DATASET EXCERPTS: Begin
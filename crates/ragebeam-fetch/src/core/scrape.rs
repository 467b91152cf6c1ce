use once_cell::sync::Lazy;
use scraper::{Html, Selector};

use crate::data::Link;

const LINK_ATTR: &str = "data-link";

static ANCHOR_SELECTOR: Lazy<Option<Selector>> =
    Lazy::new(|| Selector::parse("a[data-link]").ok());

/// Installer links in document order.
///
/// Yields the `data-link` value of every anchor carrying that attribute,
/// keeping only values that start with `prefix`. The iterator borrows the
/// parsed document and is consumed once.
pub fn installer_links<'a>(doc: &'a Html, prefix: &'a str) -> impl Iterator<Item = Link> + 'a {
    ANCHOR_SELECTOR
        .as_ref()
        .into_iter()
        .flat_map(move |selector| doc.select(selector))
        .filter_map(|anchor| anchor.value().attr(LINK_ATTR))
        .inspect(|candidate| tracing::trace!(link = %candidate, "found candidate link"))
        .filter(move |candidate| candidate.starts_with(prefix))
        .map(Link::new)
}

/// Parse `page` and collect its installer links.
pub fn parse_links(page: &str, prefix: &str) -> Vec<Link> {
    let doc = Html::parse_document(page);
    installer_links(&doc, prefix).collect()
}

#[cfg(test)]
mod tests {
    use super::*;

    const PREFIX: &str = "https://download.example.com/releases";

    fn page(anchors: &[&str]) -> String {
        let body: String = anchors.iter().map(|a| format!("<li>{a}</li>\n")).collect();
        format!("<html><body><ul>\n{body}</ul></body></html>")
    }

    #[test]
    fn test_keeps_only_prefixed_links_in_order() {
        let html = page(&[
            r#"<a data-link="https://download.example.com/releases/9.1/linux/b.tgz">b</a>"#,
            r#"<a data-link="https://elsewhere.example.com/releases/9.1/linux/x.tgz">x</a>"#,
            r#"<a data-link="https://download.example.com/releases/9.1/windows/a.msi">a</a>"#,
            r#"<a href="https://download.example.com/releases/9.1/linux/plain.tgz">plain</a>"#,
            r#"<a data-link="">empty</a>"#,
        ]);

        let links = parse_links(&html, PREFIX);
        assert_eq!(
            links,
            vec![
                Link::new("https://download.example.com/releases/9.1/linux/b.tgz"),
                Link::new("https://download.example.com/releases/9.1/windows/a.msi"),
            ]
        );
    }

    #[test]
    fn test_ignores_data_link_on_other_elements() {
        let html = page(&[
            r#"<button data-link="https://download.example.com/releases/9.1/linux/b.tgz">b</button>"#,
        ]);
        assert!(parse_links(&html, PREFIX).is_empty());
    }

    #[test]
    fn test_empty_page_has_no_links() {
        assert!(parse_links("", PREFIX).is_empty());
        assert!(parse_links("<html><body>maintenance</body></html>", PREFIX).is_empty());
    }

    #[test]
    fn test_iterator_is_lazy_over_document() {
        let html = page(&[
            r#"<a data-link="https://download.example.com/releases/1/linux/a.tgz">a</a>"#,
            r#"<a data-link="https://download.example.com/releases/2/linux/b.tgz">b</a>"#,
        ]);
        let doc = Html::parse_document(&html);
        let mut links = installer_links(&doc, PREFIX);

        assert_eq!(links.next().map(|l| l.file_name().to_string()).as_deref(), Some("a.tgz"));
        assert_eq!(links.next().map(|l| l.file_name().to_string()).as_deref(), Some("b.tgz"));
        assert!(links.next().is_none());
    }
}
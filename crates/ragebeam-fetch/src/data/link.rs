use std::fmt;
use std::str::FromStr;

use thiserror::Error;

/// URL of one installer artifact as scraped from the download page.
#[derive(Debug, Clone, PartialEq, Eq, PartialOrd, Ord, Hash)]
pub struct Link(String);

impl Link {
    pub fn new(url: impl Into<String>) -> Self {
        Self(url.into())
    }

    pub fn as_str(&self) -> &str {
        &self.0
    }

    /// Everything after the last `/`.
    pub fn file_name(&self) -> &str {
        self.0.rsplit('/').next().unwrap_or_default()
    }

    /// Operating system segment of the URL.
    ///
    /// The part after `prefix` is split on `/` and the second-to-last
    /// segment is taken, so `<prefix>/9.1.2/linux/splunk.tgz` yields `linux`.
    /// Returns an empty string when there are fewer than two segments.
    pub fn os_id(&self, prefix: &str) -> &str {
        let rest = self.0.strip_prefix(prefix).unwrap_or(&self.0);
        rest.rsplit('/').nth(1).unwrap_or_default()
    }
}

impl fmt::Display for Link {
    fn fmt(&self, f: &mut fmt::Formatter<'_>) -> fmt::Result {
        f.write_str(&self.0)
    }
}

impl AsRef<str> for Link {
    fn as_ref(&self) -> &str {
        &self.0
    }
}

/// Operating systems the portal publishes installers for.
#[derive(Debug, Clone, Copy, PartialEq, Eq, Hash)]
pub enum Os {
    Windows,
    Linux,
    Solaris,
    Freebsd,
    Macos,
    Aix,
}

#[derive(Debug, Clone, PartialEq, Eq, Error)]
#[error("unknown operating system `{0}`, expected one of windows, linux, solaris, freebsd, macos, aix")]
pub struct ParseOsError(pub String);

impl Os {
    pub const ALL: [Os; 6] = [
        Os::Windows,
        Os::Linux,
        Os::Solaris,
        Os::Freebsd,
        Os::Macos,
        Os::Aix,
    ];

    /// Path segment used by the portal for this OS.
    pub fn as_str(self) -> &'static str {
        match self {
            Os::Windows => "windows",
            Os::Linux => "linux",
            Os::Solaris => "solaris",
            Os::Freebsd => "freebsd",
            Os::Macos => "macos",
            Os::Aix => "aix",
        }
    }
}

impl FromStr for Os {
    type Err = ParseOsError;

    fn from_str(s: &str) -> Result<Self, Self::Err> {
        Os::ALL
            .into_iter()
            .find(|os| os.as_str().eq_ignore_ascii_case(s))
            .ok_or_else(|| ParseOsError(s.to_string()))
    }
}

impl fmt::Display for Os {
    fn fmt(&self, f: &mut fmt::Formatter<'_>) -> fmt::Result {
        f.write_str(self.as_str())
    }
}

#[cfg(test)]
mod tests {
    use super::*;

    const PREFIX: &str = "https://download.example.com/releases";

    #[test]
    fn test_file_name() {
        let link = Link::new(format!("{PREFIX}/9.1.2/linux/splunk-9.1.2-Linux-x86_64.tgz"));
        assert_eq!(link.file_name(), "splunk-9.1.2-Linux-x86_64.tgz");
        assert_eq!(Link::new("no-slash").file_name(), "no-slash");
        assert_eq!(Link::new(format!("{PREFIX}/dir/")).file_name(), "");
    }

    #[test]
    fn test_os_id() {
        let link = Link::new(format!("{PREFIX}/9.1.2/windows/splunk-9.1.2-x64.msi"));
        assert_eq!(link.os_id(PREFIX), "windows");

        let flat = Link::new(format!("{PREFIX}/splunk.tgz"));
        assert_eq!(flat.os_id(PREFIX), "");

        let bare = Link::new(PREFIX);
        assert_eq!(bare.os_id(PREFIX), "");
    }

    #[test]
    fn test_os_round_trip_names() {
        for os in Os::ALL {
            assert_eq!(os.as_str().parse::<Os>(), Ok(os));
        }
        assert_eq!("MacOS".parse::<Os>(), Ok(Os::Macos));
        assert!("plan9".parse::<Os>().is_err());
    }
}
DATASET EXCERPTS: End
:: PROBLEM ::
Copy all lines from the data that hold the word "Display".

:: OUTPUT OF THE TASK ::
impl fmt::Display for Link {
impl fmt::Display for Os {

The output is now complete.